(Stored items)
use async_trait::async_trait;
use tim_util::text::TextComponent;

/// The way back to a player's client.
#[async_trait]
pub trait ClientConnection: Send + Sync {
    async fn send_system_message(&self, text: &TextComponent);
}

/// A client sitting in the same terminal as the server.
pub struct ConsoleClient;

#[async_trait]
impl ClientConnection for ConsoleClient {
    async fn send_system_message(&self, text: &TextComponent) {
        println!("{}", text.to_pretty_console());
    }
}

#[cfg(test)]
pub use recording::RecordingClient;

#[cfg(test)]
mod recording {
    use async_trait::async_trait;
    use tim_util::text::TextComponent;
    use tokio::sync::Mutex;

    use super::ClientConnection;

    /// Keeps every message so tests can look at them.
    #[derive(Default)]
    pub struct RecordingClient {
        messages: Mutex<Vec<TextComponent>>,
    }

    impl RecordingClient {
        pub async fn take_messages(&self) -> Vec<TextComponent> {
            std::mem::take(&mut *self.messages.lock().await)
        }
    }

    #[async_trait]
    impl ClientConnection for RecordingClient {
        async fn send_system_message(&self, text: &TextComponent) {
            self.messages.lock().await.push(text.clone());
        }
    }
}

--

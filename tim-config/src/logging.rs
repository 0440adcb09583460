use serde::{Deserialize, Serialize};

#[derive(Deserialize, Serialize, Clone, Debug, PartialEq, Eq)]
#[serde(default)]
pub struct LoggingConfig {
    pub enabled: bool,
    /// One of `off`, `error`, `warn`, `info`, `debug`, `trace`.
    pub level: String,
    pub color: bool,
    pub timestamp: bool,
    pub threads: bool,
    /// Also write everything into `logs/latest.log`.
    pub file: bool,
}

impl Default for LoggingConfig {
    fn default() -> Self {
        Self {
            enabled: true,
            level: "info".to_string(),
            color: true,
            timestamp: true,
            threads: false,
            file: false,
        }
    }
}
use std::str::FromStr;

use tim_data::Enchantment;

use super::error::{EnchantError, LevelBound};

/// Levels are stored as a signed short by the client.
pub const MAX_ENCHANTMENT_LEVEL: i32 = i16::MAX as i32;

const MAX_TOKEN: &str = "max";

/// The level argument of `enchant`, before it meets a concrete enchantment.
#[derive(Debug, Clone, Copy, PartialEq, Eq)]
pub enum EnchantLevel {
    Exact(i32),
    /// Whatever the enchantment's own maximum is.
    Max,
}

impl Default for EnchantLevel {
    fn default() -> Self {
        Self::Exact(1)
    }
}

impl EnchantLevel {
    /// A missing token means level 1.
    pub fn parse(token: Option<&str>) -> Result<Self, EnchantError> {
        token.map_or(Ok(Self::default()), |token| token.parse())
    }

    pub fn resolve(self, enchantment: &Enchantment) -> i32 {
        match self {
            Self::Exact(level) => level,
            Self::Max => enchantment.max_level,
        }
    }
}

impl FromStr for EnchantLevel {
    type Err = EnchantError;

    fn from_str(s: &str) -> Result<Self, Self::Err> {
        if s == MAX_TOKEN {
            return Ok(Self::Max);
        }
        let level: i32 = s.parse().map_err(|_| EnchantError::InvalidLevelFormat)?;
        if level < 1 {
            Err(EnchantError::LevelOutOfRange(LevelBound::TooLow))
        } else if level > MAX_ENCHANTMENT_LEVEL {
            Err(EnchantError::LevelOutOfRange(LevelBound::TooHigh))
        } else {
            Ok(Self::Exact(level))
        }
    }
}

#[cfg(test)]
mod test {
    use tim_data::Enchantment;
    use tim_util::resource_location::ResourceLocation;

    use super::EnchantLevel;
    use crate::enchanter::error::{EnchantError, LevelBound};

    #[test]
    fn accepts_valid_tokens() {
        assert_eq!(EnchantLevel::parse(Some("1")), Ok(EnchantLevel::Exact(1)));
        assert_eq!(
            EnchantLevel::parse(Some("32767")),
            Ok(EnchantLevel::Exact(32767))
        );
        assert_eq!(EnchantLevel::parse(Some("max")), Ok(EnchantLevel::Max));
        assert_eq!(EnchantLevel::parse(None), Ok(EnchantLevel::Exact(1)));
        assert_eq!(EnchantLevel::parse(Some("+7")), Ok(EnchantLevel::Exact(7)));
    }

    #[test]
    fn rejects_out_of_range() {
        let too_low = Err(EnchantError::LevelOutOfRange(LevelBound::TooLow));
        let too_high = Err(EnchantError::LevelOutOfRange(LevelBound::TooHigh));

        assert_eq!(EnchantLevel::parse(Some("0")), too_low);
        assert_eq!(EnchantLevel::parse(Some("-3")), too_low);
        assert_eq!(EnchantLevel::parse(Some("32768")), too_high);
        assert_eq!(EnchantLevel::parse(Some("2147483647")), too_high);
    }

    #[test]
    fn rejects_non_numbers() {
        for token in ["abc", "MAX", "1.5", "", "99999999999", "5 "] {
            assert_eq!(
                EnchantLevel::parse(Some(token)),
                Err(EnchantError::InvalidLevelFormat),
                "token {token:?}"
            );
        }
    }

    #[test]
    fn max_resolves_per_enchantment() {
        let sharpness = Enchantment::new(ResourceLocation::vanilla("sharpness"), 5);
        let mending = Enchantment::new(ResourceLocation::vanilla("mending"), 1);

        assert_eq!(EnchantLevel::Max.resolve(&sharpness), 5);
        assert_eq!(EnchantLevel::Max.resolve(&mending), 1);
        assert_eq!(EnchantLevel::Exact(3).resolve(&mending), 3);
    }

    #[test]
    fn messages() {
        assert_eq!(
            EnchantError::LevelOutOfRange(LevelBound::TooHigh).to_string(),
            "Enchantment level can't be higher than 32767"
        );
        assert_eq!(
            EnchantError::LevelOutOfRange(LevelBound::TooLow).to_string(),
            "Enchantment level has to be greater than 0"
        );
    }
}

**TASK OBJECTIVE:**
List each line of the entries that holds the string "LoggingConfig".

**OUTPUT OF THE TASK:**
pub struct LoggingConfig {
impl Default for LoggingConfig {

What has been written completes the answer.